*EXERCISE OBJECTIVE*:
The expected output is each entry, given again exactly.

+---+

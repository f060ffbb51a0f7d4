use std::path::{Path, PathBuf};

use anyhow::{Context, Result};
use tmart_storage::Warehouse;
use tokio::fs;
use tracing::{error, info};

use crate::export::export_datamart_parquet;
use crate::pipeline::{RunStatus, RunSummary};

pub const SUMMARY_FILE: &str = "run_summary.json";
pub const BRIEF_FILE: &str = "run_brief.md";

/// Writes `<reports_root>/<run_id>/run_summary.json` and `run_brief.md`.
pub async fn write_run_reports(reports_root: &Path, summary: &RunSummary) -> Result<PathBuf> {
    let run_dir = reports_root.join(summary.run_id.to_string());
    fs::create_dir_all(&run_dir)
        .await
        .with_context(|| format!("creating {}", run_dir.display()))?;

    let json = serde_json::to_vec_pretty(summary).context("serializing run summary")?;
    fs::write(run_dir.join(SUMMARY_FILE), json)
        .await
        .with_context(|| format!("writing {SUMMARY_FILE}"))?;
    fs::write(run_dir.join(BRIEF_FILE), render_brief(summary))
        .await
        .with_context(|| format!("writing {BRIEF_FILE}"))?;
    Ok(run_dir)
}

/// Reports plus a Parquet export of the datamart the run left behind.
pub async fn publish_run(
    reports_root: &Path,
    summary: &RunSummary,
    warehouse: &dyn Warehouse,
) -> Result<PathBuf> {
    let run_dir = write_run_reports(reports_root, summary).await?;
    if let Some(snapshot) = warehouse
        .read_datamart()
        .await
        .context("reading datamart for export")?
    {
        let manifest = export_datamart_parquet(&run_dir, &snapshot)?;
        info!(run_id = %summary.run_id, manifest = %manifest.display(), "exported datamart snapshot");
    }
    Ok(run_dir)
}

/// Publishing is reporting only; a failure here is logged and never changes
/// the outcome of the run it describes.
pub async fn publish_or_log(reports_root: &Path, summary: &RunSummary, warehouse: &dyn Warehouse) {
    match publish_run(reports_root, summary, warehouse).await {
        Ok(run_dir) => info!(run_id = %summary.run_id, reports = %run_dir.display(), "run published"),
        Err(err) => error!(
            run_id = %summary.run_id,
            error = %format!("{err:#}"),
            "publishing run reports failed"
        ),
    }
}

fn status_label(status: RunStatus) -> &'static str {
    match status {
        RunStatus::Done => "done",
        RunStatus::PartialFailure => "partial failure",
        RunStatus::Aborted => "aborted",
    }
}

pub fn render_brief(summary: &RunSummary) -> String {
    let mut lines = vec![
        "# Technology Metrics Run".to_string(),
        String::new(),
        format!("- Run ID: `{}`", summary.run_id),
        format!("- Started: {}", summary.started_at),
        format!("- Finished: {}", summary.finished_at),
        format!("- Status: {}", status_label(summary.status)),
        format!("- Technologies tracked: {}", summary.technologies),
    ];
    if let Some(reason) = &summary.aborted_reason {
        lines.push(format!("- Aborted: {reason}"));
    }
    if let Some(outcome) = &summary.materialization {
        lines.push(format!(
            "- Datamart: {} technologies, {} metrics from {} staging rows",
            outcome.technologies, outcome.metrics, outcome.staging_rows
        ));
    }

    lines.push(String::new());
    lines.push("## Sources".to_string());
    lines.push(String::new());
    lines.push("| source | technologies | ok | failed | records | appended | staging rows |".to_string());
    lines.push("|---|---|---|---|---|---|---|".to_string());
    for s in &summary.sources {
        lines.push(format!(
            "| {} | {} | {} | {} | {} | {} | {} |",
            s.source,
            s.technologies,
            s.succeeded,
            s.failed,
            s.fetched_records,
            s.appended_rows,
            s.total_rows.map(|n| n.to_string()).unwrap_or_else(|| "?".to_string()),
        ));
    }

    if !summary.failures.is_empty() {
        lines.push(String::new());
        lines.push("## Failures".to_string());
        lines.push(String::new());
        lines.push("| technology | source | phase | kind | message |".to_string());
        lines.push("|---|---|---|---|---|".to_string());
        for f in &summary.failures {
            lines.push(format!(
                "| {} | {} | {} | {} | {} |",
                f.technology,
                f.source,
                f.phase,
                f.kind.map(|k| k.as_str()).unwrap_or("staging"),
                f.message.replace('|', "\\|"),
            ));
        }
    }

    if let Some(outcome) = summary.materialization.as_ref().filter(|o| !o.errors.is_empty()) {
        lines.push(String::new());
        lines.push("## Skipped Metrics".to_string());
        lines.push(String::new());
        for err in &outcome.errors {
            lines.push(format!("- {err}"));
        }
    }

    lines.push(String::new());
    lines.join("\n")
}

/// Run summaries found under `reports_root`, newest first, at most `limit`.
/// A missing reports directory means no runs yet.
pub fn recent_run_summaries(reports_root: &Path, limit: usize) -> Result<Vec<(RunSummary, PathBuf)>> {
    let entries = match std::fs::read_dir(reports_root) {
        Ok(entries) => entries,
        Err(err) if err.kind() == std::io::ErrorKind::NotFound => return Ok(Vec::new()),
        Err(err) => {
            return Err(err).with_context(|| format!("reading {}", reports_root.display()));
        }
    };

    let mut summaries = Vec::new();
    for entry in entries.filter_map(|e| e.ok()) {
        let path = entry.path().join(SUMMARY_FILE);
        if !path.is_file() {
            continue;
        }
        let text = std::fs::read_to_string(&path)
            .with_context(|| format!("reading {}", path.display()))?;
        let summary: RunSummary = serde_json::from_str(&text)
            .with_context(|| format!("parsing {}", path.display()))?;
        summaries.push((summary, entry.path()));
    }
    summaries.sort_by(|a, b| b.0.started_at.cmp(&a.0.started_at));
    summaries.truncate(limit);
    Ok(summaries)
}

/// Markdown digest of the `runs` most recent run summaries under
/// `reports_root`, newest first.
pub fn report_recent_runs_markdown(reports_root: &Path, runs: usize) -> Result<String> {
    let summaries = recent_run_summaries(reports_root, runs.max(1))?;

    let mut lines = vec!["# Recent Technology Metrics Runs".to_string(), String::new()];
    if summaries.is_empty() {
        lines.push("No runs recorded yet.".to_string());
    }
    for (summary, dir) in summaries {
        lines.push(format!("## Run `{}`", summary.run_id));
        lines.push(format!("- started: {}", summary.started_at));
        lines.push(format!("- status: {}", status_label(summary.status)));
        lines.push(format!("- failures: {}", summary.failures.len()));
        if let Some(outcome) = &summary.materialization {
            lines.push(format!(
                "- datamart: {} technologies / {} metrics",
                outcome.technologies, outcome.metrics
            ));
        }
        let manifest = dir.join("snapshots").join("manifest.json");
        if manifest.exists() {
            lines.push(format!("- parquet manifest: `{}`", manifest.display()));
        }
        lines.push(format!("- brief: `{}`", dir.join(BRIEF_FILE).display()));
        lines.push(String::new());
    }
    Ok(lines.join("\n"))
}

+---+

*TASK OUTPUT*:
repository f060ffbb51a0f7d4
use std::path::{Path, PathBuf};

use anyhow::{Context, Result};
use tmart_storage::Warehouse;
use tokio::fs;
use tracing::{error, info};

use crate::export::export_datamart_parquet;
use crate::pipeline::{RunStatus, RunSummary};

pub const SUMMARY_FILE: &str = "run_summary.json";
pub const BRIEF_FILE: &str = "run_brief.md";

/// Writes `<reports_root>/<run_id>/run_summary.json` and `run_brief.md`.
pub async fn write_run_reports(reports_root: &Path, summary: &RunSummary) -> Result<PathBuf> {
    let run_dir = reports_root.join(summary.run_id.to_string());
    fs::create_dir_all(&run_dir)
        .await
        .with_context(|| format!("creating {}", run_dir.display()))?;

    let json = serde_json::to_vec_pretty(summary).context("serializing run summary")?;
    fs::write(run_dir.join(SUMMARY_FILE), json)
        .await
        .with_context(|| format!("writing {SUMMARY_FILE}"))?;
    fs::write(run_dir.join(BRIEF_FILE), render_brief(summary))
        .await
        .with_context(|| format!("writing {BRIEF_FILE}"))?;
    Ok(run_dir)
}

/// Reports plus a Parquet export of the datamart the run left behind.
pub async fn publish_run(
    reports_root: &Path,
    summary: &RunSummary,
    warehouse: &dyn Warehouse,
) -> Result<PathBuf> {
    let run_dir = write_run_reports(reports_root, summary).await?;
    if let Some(snapshot) = warehouse
        .read_datamart()
        .await
        .context("reading datamart for export")?
    {
        let manifest = export_datamart_parquet(&run_dir, &snapshot)?;
        info!(run_id = %summary.run_id, manifest = %manifest.display(), "exported datamart snapshot");
    }
    Ok(run_dir)
}

/// Publishing is reporting only; a failure here is logged and never changes
/// the outcome of the run it describes.
pub async fn publish_or_log(reports_root: &Path, summary: &RunSummary, warehouse: &dyn Warehouse) {
    match publish_run(reports_root, summary, warehouse).await {
        Ok(run_dir) => info!(run_id = %summary.run_id, reports = %run_dir.display(), "run published"),
        Err(err) => error!(
            run_id = %summary.run_id,
            error = %format!("{err:#}"),
            "publishing run reports failed"
        ),
    }
}

fn status_label(status: RunStatus) -> &'static str {
    match status {
        RunStatus::Done => "done",
        RunStatus::PartialFailure => "partial failure",
        RunStatus::Aborted => "aborted",
    }
}

pub fn render_brief(summary: &RunSummary) -> String {
    let mut lines = vec![
        "# Technology Metrics Run".to_string(),
        String::new(),
        format!("- Run ID: `{}`", summary.run_id),
        format!("- Started: {}", summary.started_at),
        format!("- Finished: {}", summary.finished_at),
        format!("- Status: {}", status_label(summary.status)),
        format!("- Technologies tracked: {}", summary.technologies),
    ];
    if let Some(reason) = &summary.aborted_reason {
        lines.push(format!("- Aborted: {reason}"));
    }
    if let Some(outcome) = &summary.materialization {
        lines.push(format!(
            "- Datamart: {} technologies, {} metrics from {} staging rows",
            outcome.technologies, outcome.metrics, outcome.staging_rows
        ));
    }

    lines.push(String::new());
    lines.push("## Sources".to_string());
    lines.push(String::new());
    lines.push("| source | technologies | ok | failed | records | appended | staging rows |".to_string());
    lines.push("|---|---|---|---|---|---|---|".to_string());
    for s in &summary.sources {
        lines.push(format!(
            "| {} | {} | {} | {} | {} | {} | {} |",
            s.source,
            s.technologies,
            s.succeeded,
            s.failed,
            s.fetched_records,
            s.appended_rows,
            s.total_rows.map(|n| n.to_string()).unwrap_or_else(|| "?".to_string()),
        ));
    }

    if !summary.failures.is_empty() {
        lines.push(String::new());
        lines.push("## Failures".to_string());
        lines.push(String::new());
        lines.push("| technology | source | phase | kind | message |".to_string());
        lines.push("|---|---|---|---|---|".to_string());
        for f in &summary.failures {
            lines.push(format!(
                "| {} | {} | {} | {} | {} |",
                f.technology,
                f.source,
                f.phase,
                f.kind.map(|k| k.as_str()).unwrap_or("staging"),
                f.message.replace('|', "\\|"),
            ));
        }
    }

    if let Some(outcome) = summary.materialization.as_ref().filter(|o| !o.errors.is_empty()) {
        lines.push(String::new());
        lines.push("## Skipped Metrics".to_string());
        lines.push(String::new());
        for err in &outcome.errors {
            lines.push(format!("- {err}"));
        }
    }

    lines.push(String::new());
    lines.join("\n")
}

/// Run summaries found under `reports_root`, newest first, at most `limit`.
/// A missing reports directory means no runs yet.
pub fn recent_run_summaries(reports_root: &Path, limit: usize) -> Result<Vec<(RunSummary, PathBuf)>> {
    let entries = match std::fs::read_dir(reports_root) {
        Ok(entries) => entries,
        Err(err) if err.kind() == std::io::ErrorKind::NotFound => return Ok(Vec::new()),
        Err(err) => {
            return Err(err).with_context(|| format!("reading {}", reports_root.display()));
        }
    };

    let mut summaries = Vec::new();
    for entry in entries.filter_map(|e| e.ok()) {
        let path = entry.path().join(SUMMARY_FILE);
        if !path.is_file() {
            continue;
        }
        let text = std::fs::read_to_string(&path)
            .with_context(|| format!("reading {}", path.display()))?;
        let summary: RunSummary = serde_json::from_str(&text)
            .with_context(|| format!("parsing {}", path.display()))?;
        summaries.push((summary, entry.path()));
    }
    summaries.sort_by(|a, b| b.0.started_at.cmp(&a.0.started_at));
    summaries.truncate(limit);
    Ok(summaries)
}

/// Markdown digest of the `runs` most recent run summaries under
/// `reports_root`, newest first.
pub fn report_recent_runs_markdown(reports_root: &Path, runs: usize) -> Result<String> {
    let summaries = recent_run_summaries(reports_root, runs.max(1))?;

    let mut lines = vec!["# Recent Technology Metrics Runs".to_string(), String::new()];
    if summaries.is_empty() {
        lines.push("No runs recorded yet.".to_string());
    }
    for (summary, dir) in summaries {
        lines.push(format!("## Run `{}`", summary.run_id));
        lines.push(format!("- started: {}", summary.started_at));
        lines.push(format!("- status: {}", status_label(summary.status)));
        lines.push(format!("- failures: {}", summary.failures.len()));
        if let Some(outcome) = &summary.materialization {
            lines.push(format!(
                "- datamart: {} technologies / {} metrics",
                outcome.technologies, outcome.metrics
            ));
        }
        let manifest = dir.join("snapshots").join("manifest.json");
        if manifest.exists() {
            lines.push(format!("- parquet manifest: `{}`", manifest.display()));
        }
        lines.push(format!("- brief: `{}`", dir.join(BRIEF_FILE).display()));
        lines.push(String::new());
    }
    Ok(lines.join("\n"))
}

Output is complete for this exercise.